── The data
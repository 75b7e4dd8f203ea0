//! Configuration loading functionality.
//!
//! This module provides the [`ConfigLoader`] type for loading engine
//! configurations from YAML files.

use std::fs;
use std::path::Path;

use rust_decimal::Decimal;
use tracing::debug;

use crate::calendar::{BusinessDayCounter, CalendarRuleSet};
use crate::error::{EngineError, EngineResult};
use crate::models::ExceptionRange;

use super::types::{BonusRates, CalendarConfig, EngineConfig, EngineSettings, PointsConfig};

/// Loads and provides access to engine configuration.
///
/// The `ConfigLoader` reads YAML configuration files from a directory
/// and provides methods to query point rates, bonus rates and seed calendars.
///
/// # Directory Structure
///
/// ```text
/// config/hizmet_puani/
/// ├── engine.yaml          # Settings: weekend, expected days, default calendar
/// ├── points.yaml          # Daily point rates by region and service area
/// ├── bonuses.yaml         # Bonus rates, caps and award tables
/// └── calendars/
///     └── 2025-2026.yaml   # Seed calendar for one academic year
/// ```
///
/// # Example
///
/// ```no_run
/// use hizmet_puani::config::ConfigLoader;
///
/// let loader = ConfigLoader::load("./config/hizmet_puani").unwrap();
///
/// let rate = loader.get_daily_points(2, 4).unwrap();
/// println!("Daily rate: {}", rate);
///
/// let rules = loader.default_rule_set().unwrap();
/// println!("Seed calendar entries: {}", rules.len());
/// ```
#[derive(Debug, Clone)]
pub struct ConfigLoader {
    config: EngineConfig,
}

impl ConfigLoader {
    /// Loads configuration from the specified directory.
    ///
    /// # Errors
    ///
    /// - [`EngineError::ConfigNotFound`] if a required file or the calendars directory is missing
    /// - [`EngineError::ConfigParseError`] if a file contains invalid YAML or misses a field
    /// - [`EngineError::CalendarNotFound`] if the default calendar named in `engine.yaml`
    ///   has no file
    pub fn load<P: AsRef<Path>>(path: P) -> EngineResult<Self> {
        let path = path.as_ref();

        let settings = Self::load_yaml::<EngineSettings>(&path.join("engine.yaml"))?;
        let points = Self::load_yaml::<PointsConfig>(&path.join("points.yaml"))?;
        let bonuses = Self::load_yaml::<BonusRates>(&path.join("bonuses.yaml"))?;
        let calendars = Self::load_calendars(&path.join("calendars"))?;

        let config = EngineConfig::new(settings, points, bonuses, calendars);

        let default_calendar = &config.settings().default_calendar;
        if !config.calendars().contains_key(default_calendar) {
            return Err(EngineError::CalendarNotFound {
                academic_year: default_calendar.clone(),
            });
        }

        debug!(
            path = %path.display(),
            calendars = config.calendars().len(),
            "Loaded engine configuration"
        );

        Ok(Self { config })
    }

    /// Loads and parses a YAML file.
    fn load_yaml<T: serde::de::DeserializeOwned>(path: &Path) -> EngineResult<T> {
        let path_str = path.display().to_string();

        let content = fs::read_to_string(path).map_err(|_| EngineError::ConfigNotFound {
            path: path_str.clone(),
        })?;

        serde_yaml::from_str(&content).map_err(|e| EngineError::ConfigParseError {
            path: path_str,
            message: e.to_string(),
        })
    }

    /// Loads all calendar files from the calendars directory.
    fn load_calendars(calendars_dir: &Path) -> EngineResult<Vec<CalendarConfig>> {
        let dir_str = calendars_dir.display().to_string();

        let entries = fs::read_dir(calendars_dir).map_err(|_| EngineError::ConfigNotFound {
            path: dir_str.clone(),
        })?;

        let mut calendars = Vec::new();

        for entry in entries {
            let entry = entry.map_err(|_| EngineError::ConfigNotFound {
                path: dir_str.clone(),
            })?;

            let path = entry.path();
            if path.extension().is_some_and(|ext| ext == "yaml") {
                calendars.push(Self::load_yaml::<CalendarConfig>(&path)?);
            }
        }

        if calendars.is_empty() {
            return Err(EngineError::ConfigNotFound {
                path: format!("{} (no calendar files found)", dir_str),
            });
        }

        Ok(calendars)
    }

    /// Returns the underlying engine configuration.
    pub fn config(&self) -> &EngineConfig {
        &self.config
    }

    /// Returns the engine settings.
    pub fn settings(&self) -> &EngineSettings {
        self.config.settings()
    }

    /// Returns the bonus rates.
    pub fn bonus_rates(&self) -> &BonusRates {
        self.config.bonuses()
    }

    /// Gets the daily point rate for a region and service area.
    ///
    /// # Errors
    ///
    /// [`EngineError::PointRateNotFound`] if the pair is not in the table.
    pub fn get_daily_points(&self, region: u8, area: u8) -> EngineResult<Decimal> {
        self.config
            .points()
            .daily_points
            .get(&region)
            .and_then(|areas| areas.get(&area))
            .copied()
            .ok_or(EngineError::PointRateNotFound { region, area })
    }

    /// Gets the seed calendar for an academic year.
    ///
    /// # Errors
    ///
    /// [`EngineError::CalendarNotFound`] if no calendar file declares that year.
    pub fn get_calendar(&self, academic_year: &str) -> EngineResult<&[ExceptionRange]> {
        self.config
            .calendars()
            .get(academic_year)
            .map(|c| c.ranges.as_slice())
            .ok_or_else(|| EngineError::CalendarNotFound {
                academic_year: academic_year.to_string(),
            })
    }

    /// Returns a copy of the default seed calendar.
    pub fn default_calendar(&self) -> EngineResult<Vec<ExceptionRange>> {
        self.get_calendar(&self.settings().default_calendar)
            .map(|ranges| ranges.to_vec())
    }

    /// Returns a fresh rule set seeded with the default calendar.
    pub fn default_rule_set(&self) -> EngineResult<CalendarRuleSet> {
        Ok(CalendarRuleSet::with_ranges(self.default_calendar()?))
    }

    /// Returns a business day counter using the configured weekend.
    pub fn counter(&self) -> BusinessDayCounter {
        BusinessDayCounter::new(self.settings().weekend.iter().copied())
    }
}

#[cfg(test)]
mod tests {
    use super::*;
    use crate::models::{AwardRank, ExceptionKind};
    use chrono::{NaiveDate, Weekday};
    use std::str::FromStr;

    fn config_path() -> &'static str {
        "./config/hizmet_puani"
    }

    fn dec(s: &str) -> Decimal {
        Decimal::from_str(s).unwrap()
    }

    #[test]
    fn test_load_valid_configuration() {
        let result = ConfigLoader::load(config_path());
        assert!(result.is_ok(), "Failed to load config: {:?}", result.err());

        let loader = result.unwrap();
        assert_eq!(loader.settings().default_calendar, "2025-2026");
        assert_eq!(loader.settings().expected_days_per_year, dec("180"));
    }

    #[test]
    fn test_weekend_loaded_as_saturday_and_sunday() {
        let loader = ConfigLoader::load(config_path()).unwrap();
        assert_eq!(loader.settings().weekend, vec![Weekday::Sat, Weekday::Sun]);
        let counter = loader.counter();
        assert!(counter.is_weekend(NaiveDate::from_ymd_opt(2025, 11, 8).unwrap()));
        assert!(!counter.is_weekend(NaiveDate::from_ymd_opt(2025, 11, 10).unwrap()));
    }

    #[test]
    fn test_get_daily_points_table_corners() {
        let loader = ConfigLoader::load(config_path()).unwrap();
        assert_eq!(loader.get_daily_points(1, 1).unwrap(), dec("0.028"));
        assert_eq!(loader.get_daily_points(1, 6).unwrap(), dec("0.060"));
        assert_eq!(loader.get_daily_points(3, 1).unwrap(), dec("0.039"));
        assert_eq!(loader.get_daily_points(3, 6).unwrap(), dec("0.099"));
        assert_eq!(loader.get_daily_points(2, 4).unwrap(), dec("0.060"));
    }

    #[test]
    fn test_get_daily_points_unknown_pair_returns_error() {
        let loader = ConfigLoader::load(config_path()).unwrap();

        match loader.get_daily_points(4, 1) {
            Err(EngineError::PointRateNotFound { region, area }) => {
                assert_eq!(region, 4);
                assert_eq!(area, 1);
            }
            other => panic!("Expected PointRateNotFound error, got {:?}", other),
        }
        assert!(loader.get_daily_points(1, 7).is_err());
    }

    #[test]
    fn test_default_calendar_has_seed_entries() {
        let loader = ConfigLoader::load(config_path()).unwrap();
        let calendar = loader.default_calendar().unwrap();

        assert_eq!(calendar.len(), 8);
        assert_eq!(calendar[0].start, NaiveDate::from_ymd_opt(2025, 11, 10).unwrap());
        assert_eq!(calendar[0].kind, ExceptionKind::FullDayOff);
        let forced = calendar
            .iter()
            .filter(|r| r.kind == ExceptionKind::ForcedWorkday)
            .count();
        assert_eq!(forced, 3);
    }

    #[test]
    fn test_get_calendar_unknown_year_returns_error() {
        let loader = ConfigLoader::load(config_path()).unwrap();
        match loader.get_calendar("1999-2000") {
            Err(EngineError::CalendarNotFound { academic_year }) => {
                assert_eq!(academic_year, "1999-2000");
            }
            other => panic!("Expected CalendarNotFound error, got {:?}", other),
        }
    }

    #[test]
    fn test_bonus_rates_loaded_correctly() {
        let loader = ConfigLoader::load(config_path()).unwrap();
        let rates = loader.bonus_rates();

        assert_eq!(rates.boarding_duty.special, dec("0.2"));
        assert_eq!(rates.boarding_duty.other, dec("0.1"));
        assert_eq!(rates.digital_content.yearly_cap, 10);
        assert_eq!(rates.subject_committee.max_years, 4);
        assert_eq!(rates.teacher_award[&AwardRank::InternationalFirst], dec("35"));
        assert_eq!(rates.student_award[&AwardRank::NationalFirst].areas_4_6, dec("20"));
    }

    #[test]
    fn test_load_missing_directory_returns_error() {
        let result = ConfigLoader::load("/nonexistent/path");

        match result {
            Err(EngineError::ConfigNotFound { path }) => {
                assert!(path.contains("engine.yaml"));
            }
            _ => panic!("Expected ConfigNotFound error"),
        }
    }
}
────
## Exercise goal
Every line above carrying the word "Gets" needs to be shown.

## Exercise result
    /// Gets the daily point rate for a region and service area.
    /// Gets the seed calendar for an academic year.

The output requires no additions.